Turning to some of the important principles for understanding and effectively implementing credit programs, here is my list (and see below for some additional discussion): 

(1) A forbearance policy for existing credit obligations will have fundamentally different effects from a policy that offers newly available federally-backed credit.

(2) Forbearance has most of the advantages of cash grants in terms of the speed of getting money out, target efficiency,  and lower cost.

(3) Removing impediments to refinancing federally-backed mortgages and other federal loans frees up cash by lowering the size of fixed monthly payments. Such policies also have a relatively low cost to taxpayers.

(4) In terms of cost, forgiving principal or interest is equivalent to directly providing cash. It is typically much less effective as a source of funds than either forbearance or cash assistance because reduced balances generally have little or no effect on current payment obligations.

(5) Creating new credit programs or expanding existing ones entails considerable uncertainty about utilization rates, and administrative and subsidy costs can be significant.

(6) Many potential borrowers will be reluctant to incur new debt obligations, even at a zero or negative interest rates, during a time of great uncertainty. Businesses cannot be expected to borrow unless it is clearly in their best interest to do so.

(7) A credit program with a very high default rate may be more costly to taxpayers than a cash program that provides similar amounts of funding when administrative costs, including for collecting on defaulted loans, are factored in. High-risk loans can also be harmful to the borrowers themselves, as defaults hurt future credit and foreclosures on homes can be traumatic.

(8) Finally, the budgetary treatment of credit in the U.S. systematically understates its cost to taxpayers relative to cash assistance, creating a budgetary incentive to over-rely on credit assistance. This does not negate the advantages of credit over cash in some instances, but it is a caution against believing that credit is often a free lunch, as budget estimates too often conclude.

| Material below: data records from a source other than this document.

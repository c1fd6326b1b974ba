use crate::infrastructure::state::AppState;
use crate::presentation::handlers::auth;
use axum::{Router, routing::post};

/// Auth routes - handles authentication endpoints
pub fn routes() -> Router<AppState> {
    Router::new()
        .route("/login", post(auth::login))
        .route("/refresh", post(auth::refresh_token))
}
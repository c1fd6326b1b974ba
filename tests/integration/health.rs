use crate::common;

use axum::{
    body::Body,
    http::{Request, StatusCode},
};
use serial_test::serial;
use tower::ServiceExt;

#[tokio::test]
#[serial]
async fn test_health_check() {
    let pool = setup_test_db_or_skip!();

    let state = common::create_test_app_state(pool);
    let app = kurz::presentation::router::app(state);

    let response = app
        .oneshot(
            Request::builder()
                .uri("/health")
                .body(Body::empty())
                .unwrap(),
        )
        .await
        .unwrap();

    assert_eq!(response.status(), StatusCode::OK);

    let body = axum::body::to_bytes(response.into_body(), usize::MAX)
        .await
        .unwrap();
    let json: serde_json::Value = serde_json::from_slice(&body).unwrap();
    assert_eq!(json["status"], "healthy");
    assert_eq!(json["database"], "connected");
    assert_eq!(json["version"], env!("CARGO_PKG_VERSION"));
}
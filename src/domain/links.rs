use async_trait::async_trait;
use serde::{Deserialize, Serialize};
use sqlx::FromRow;
use thiserror::Error;
use time::OffsetDateTime;
use utoipa::ToSchema;

#[derive(Debug, Clone, Serialize, Deserialize, FromRow, ToSchema)]
pub struct Link {
    pub id: i64,
    pub short_key: String,
    pub original_url: String,
    pub user_id: i64,
    #[serde(with = "time::serde::iso8601")]
    #[schema(value_type = String, format = DateTime)]
    pub created_at: OffsetDateTime,
    #[serde(with = "time::serde::iso8601")]
    #[schema(value_type = String, format = DateTime)]
    pub last_access_at: OffsetDateTime,
    pub view_count: i64,
    pub disabled: bool,
}

#[derive(Debug, Clone)]
pub struct NewLink {
    pub short_key: String,
    pub original_url: String,
    pub user_id: i64,
}

#[derive(Debug, Error)]
pub enum InsertLinkError {
    /// The store rejected the candidate key on its uniqueness constraint.
    /// Expected and recoverable: the caller retries with a fresh key.
    #[error("short key already taken")]
    DuplicateKey,
    #[error(transparent)]
    Other(#[from] anyhow::Error),
}

/// Produces candidate short keys. Collision resistance comes from the size
/// of the key space, not from unpredictability; uniqueness is enforced by
/// the store on insert.
pub trait KeyGenerator: Send + Sync {
    fn generate(&self) -> String;
}

/// Repository for link records. Reads only see enabled links; disabled rows
/// stay in place for audit history.
#[async_trait]
pub trait LinkRepository: Send + Sync {
    /// Optimistic insert: no pre-check on the key, the unique constraint
    /// reports collisions as [`InsertLinkError::DuplicateKey`].
    async fn insert(&self, new_link: NewLink) -> Result<Link, InsertLinkError>;

    async fn find_by_key_for_user(
        &self,
        key: &str,
        user_id: i64,
    ) -> Result<Option<Link>, anyhow::Error>;

    async fn list_for_user(&self, user_id: i64) -> Result<Vec<Link>, anyhow::Error>;

    /// Soft-disable a link owned by `user_id`, stamping `last_access_at`.
    /// Returns `false` when no matching enabled link exists.
    async fn disable(&self, key: &str, user_id: i64) -> Result<bool, anyhow::Error>;

    /// Resolve a key for redirection, atomically bumping the view counter
    /// and `last_access_at`. Returns `None` for unknown or disabled keys.
    async fn record_view(&self, key: &str) -> Result<Option<Link>, anyhow::Error>;
}
use crate::domain::tokens::{TokenCodec, TokenType};
use crate::domain::users::{User, UserRepository};
use crate::shared::error::AppError;
use std::sync::Arc;

/// Resolves a bearer access token to its user.
///
/// Access tokens are self-certifying within their validity window; the only
/// store access here is the existence lookup, which re-evaluates the
/// disabled flag so a disable takes effect before the token expires.
pub struct AuthenticateUseCase {
    user_repo: Arc<dyn UserRepository>,
    tokens: Arc<dyn TokenCodec>,
}

impl AuthenticateUseCase {
    pub fn new(user_repo: Arc<dyn UserRepository>, tokens: Arc<dyn TokenCodec>) -> Self {
        Self { user_repo, tokens }
    }

    pub async fn execute(&self, access_token: &str) -> Result<User, AppError> {
        if access_token.is_empty() {
            return Err(AppError::MissingCredential);
        }

        let claims = self.tokens.decode(access_token)?;

        if claims.token_type != TokenType::Access {
            return Err(AppError::TokenTypeMismatch);
        }

        self.user_repo
            .find_by_id(claims.user_id()?)
            .await
            .map_err(AppError::Internal)?
            .ok_or(AppError::InvalidCredentials)
    }
}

Forbearance involves changing the terms of existing loans so that payments can be fully or partially postponed for a period of time, such as during a layoff or spell of unemployment. Missed payments are generally added to the loan balance, along with accrued interest. Those larger balances mean that eventually payments will be higher, but by spreading the increase over the remaining life of the loan, the future burden can be minimized. Forbearance can be combined with partial forgiveness, as is currently done with income-based repayment for student loans, to avoid unaffordable debt burdens.

Through its mortgage, student loan, small business, agricultural, emergency and other lending programs, the federal government is the largest provider of credit to U.S. households. Many of those programs already allow for forbearance in the event of a crisis.

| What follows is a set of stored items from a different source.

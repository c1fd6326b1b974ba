use async_trait::async_trait;
use serde::{Deserialize, Serialize};
use sqlx::FromRow;
use thiserror::Error;
use time::OffsetDateTime;
use utoipa::ToSchema;

#[derive(Debug, Clone, Serialize, Deserialize, FromRow, ToSchema)]
pub struct User {
    pub id: i64,
    pub login: String,
    #[serde(skip)]
    pub password_hash: String,
    /// SHA-256 digest of the currently live refresh token, empty when none
    /// has been issued. Never leaves the server.
    #[serde(skip)]
    pub refresh_token: String,
    pub disabled: bool,
    #[serde(with = "time::serde::iso8601")]
    #[schema(value_type = String, format = DateTime)]
    pub created_at: OffsetDateTime,
}

#[derive(Debug, Clone)]
pub struct NewUser {
    pub login: String,
    pub password_hash: String,
}

#[derive(Debug, Error)]
pub enum CreateUserError {
    #[error("user with this login already exists")]
    LoginTaken,
    #[error(transparent)]
    Other(#[from] anyhow::Error),
}

/// Repository for user records. Reads only see enabled users; disabled rows
/// stay in place for audit history.
#[async_trait]
pub trait UserRepository: Send + Sync {
    async fn create(&self, new_user: NewUser) -> Result<User, CreateUserError>;

    async fn find_by_id(&self, id: i64) -> Result<Option<User>, anyhow::Error>;

    async fn find_by_login(&self, login: &str) -> Result<Option<User>, anyhow::Error>;

    /// Overwrite the stored refresh-token digest. Returns `false` when the
    /// user is absent or disabled.
    async fn update_refresh_token(&self, id: i64, token_hash: &str)
    -> Result<bool, anyhow::Error>;

    /// Soft-disable the user and clear the stored refresh token. Returns
    /// `false` when the user is absent or already disabled.
    async fn disable(&self, id: i64) -> Result<bool, anyhow::Error>;
}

Using its power to forbear provides the U.S. government with a powerful mechanism for quickly reducing the cash needs for the many tens of millions of citizens with mortgages, student loans, and other types of federal credit. Exercising forbearance also would contribute to the goal of minimizing longer term damage to individuals and the economy by avoiding defaults that would damage credit scores. That would not only preserve future access to credit, but it would also improve employment prospects.

The costs of such federal forbearance would likely be modest. Unless the economy has a much more protracted downturn than most experts are predicting, the ultimate default rate may be only slightly higher than it otherwise would have been. However, when forbearance is combined with forgiveness of principal or interest, the cost for that portion of the assistance rises to be equivalent to that of direct cash grants.

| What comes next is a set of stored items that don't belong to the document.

use crate::common;
use crate::setup_test_db_or_skip;
use kurz::application::links::create::{CreateLinkRequest, CreateLinkUseCase};
use kurz::application::links::resolve::ResolveLinkUseCase;
use kurz::domain::links::LinkRepository;
use kurz::infrastructure::keygen::RandomKeyGenerator;
use kurz::infrastructure::repositories::links::PostgresLinkRepository;
use kurz::infrastructure::repositories::mock::SequenceKeyGenerator;
use kurz::shared::error::AppError;
use serial_test::serial;
use std::sync::Arc;

fn request() -> CreateLinkRequest {
    CreateLinkRequest {
        original_url: "https://example.com/some/page".to_string(),
    }
}

#[tokio::test]
#[serial]
async fn test_create_link() {
    let pool = setup_test_db_or_skip!();
    common::cleanup_test_db(&pool).await;

    let user = common::register_test_user(&pool, "link_user", "password123").await;

    let use_case = CreateLinkUseCase::new(
        Arc::new(PostgresLinkRepository::new(pool.clone())),
        Arc::new(RandomKeyGenerator::new()),
    );

    let link = use_case
        .execute(request(), user.id)
        .await
        .expect("Failed to create link");

    assert_eq!(link.short_key.len(), 7);
    assert_eq!(link.original_url, "https://example.com/some/page");
    assert_eq!(link.user_id, user.id);
    assert_eq!(link.view_count, 0);
    assert!(!link.disabled);
}

#[tokio::test]
#[serial]
async fn test_collision_against_database_constraint() {
    let pool = setup_test_db_or_skip!();
    common::cleanup_test_db(&pool).await;

    let user = common::register_test_user(&pool, "link_user", "password123").await;
    let repo = Arc::new(PostgresLinkRepository::new(pool.clone()));

    // Occupy the only key the first generator position yields; the retry
    // must pick up the second candidate.
    let taken = CreateLinkUseCase::new(
        repo.clone(),
        Arc::new(SequenceKeyGenerator::new(&["collide"])),
    )
    .execute(request(), user.id)
    .await
    .expect("Seeding link failed");
    assert_eq!(taken.short_key, "collide");

    let link = CreateLinkUseCase::new(
        repo.clone(),
        Arc::new(SequenceKeyGenerator::new(&["collide", "fresh01"])),
    )
    .execute(request(), user.id)
    .await
    .expect("Retry should have found a free key");
    assert_eq!(link.short_key, "fresh01");
}

#[tokio::test]
#[serial]
async fn test_saturated_key_space_exhausts_budget() {
    let pool = setup_test_db_or_skip!();
    common::cleanup_test_db(&pool).await;

    let user = common::register_test_user(&pool, "link_user", "password123").await;
    let repo = Arc::new(PostgresLinkRepository::new(pool.clone()));

    CreateLinkUseCase::new(
        repo.clone(),
        Arc::new(SequenceKeyGenerator::new(&["onlykey"])),
    )
    .execute(request(), user.id)
    .await
    .expect("Seeding link failed");

    // The generator can only ever repeat the taken key
    let result = CreateLinkUseCase::new(
        repo,
        Arc::new(SequenceKeyGenerator::new(&["onlykey"])),
    )
    .execute(request(), user.id)
    .await;

    assert!(matches!(result, Err(AppError::KeyGenerationFailed)));
}

#[tokio::test]
#[serial]
async fn test_resolve_bumps_view_count() {
    let pool = setup_test_db_or_skip!();
    common::cleanup_test_db(&pool).await;

    let user = common::register_test_user(&pool, "link_user", "password123").await;
    let repo = Arc::new(PostgresLinkRepository::new(pool.clone()));

    let link = CreateLinkUseCase::new(repo.clone(), Arc::new(RandomKeyGenerator::new()))
        .execute(request(), user.id)
        .await
        .expect("Failed to create link");

    let resolve = ResolveLinkUseCase::new(repo.clone());
    let viewed = resolve.execute(&link.short_key).await.unwrap();
    assert_eq!(viewed.view_count, 1);
    assert!(viewed.last_access_at >= link.last_access_at);

    let viewed = resolve.execute(&link.short_key).await.unwrap();
    assert_eq!(viewed.view_count, 2);

    // Disabled links stop resolving
    repo.disable(&link.short_key, user.id).await.unwrap();
    let result = resolve.execute(&link.short_key).await;
    assert!(matches!(result, Err(AppError::NotFound)));
}
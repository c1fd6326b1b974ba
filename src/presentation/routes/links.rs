use crate::infrastructure::state::AppState;
use crate::presentation::handlers::links;
use axum::{Router, routing::get};

/// Link routes - creation and management of the caller's links
pub fn routes() -> Router<AppState> {
    Router::new()
        .route("/", get(links::list_links).post(links::create_link))
        .route("/{key}", get(links::get_link).delete(links::disable_link))
        .route("/{key}/stats", get(links::link_stats))
}
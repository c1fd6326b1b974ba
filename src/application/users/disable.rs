use crate::domain::users::UserRepository;
use crate::shared::error::AppError;
use std::sync::Arc;

/// Soft-disables a user. The row stays for audit history; the cleared
/// refresh token and the disabled flag make every credential dead from the
/// next store lookup on.
pub struct DisableUserUseCase {
    user_repo: Arc<dyn UserRepository>,
}

impl DisableUserUseCase {
    pub fn new(user_repo: Arc<dyn UserRepository>) -> Self {
        Self { user_repo }
    }

    #[tracing::instrument(skip(self))]
    pub async fn execute(&self, user_id: i64) -> Result<(), AppError> {
        let disabled = self
            .user_repo
            .disable(user_id)
            .await
            .map_err(AppError::Internal)?;

        if !disabled {
            return Err(AppError::NotFound);
        }
        Ok(())
    }
}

Extending new credit through expanded or newly implemented programs has much less predictable effects than forbearance or easing restrictions on refinancing. For example, there have been calls to lend to businesses so that they can continue to pay furloughed or underemployed workers. Borrowing for that purpose would put the business at risk to default, and it seems unlikely that the take-up rate for such a program would save a lot of jobs.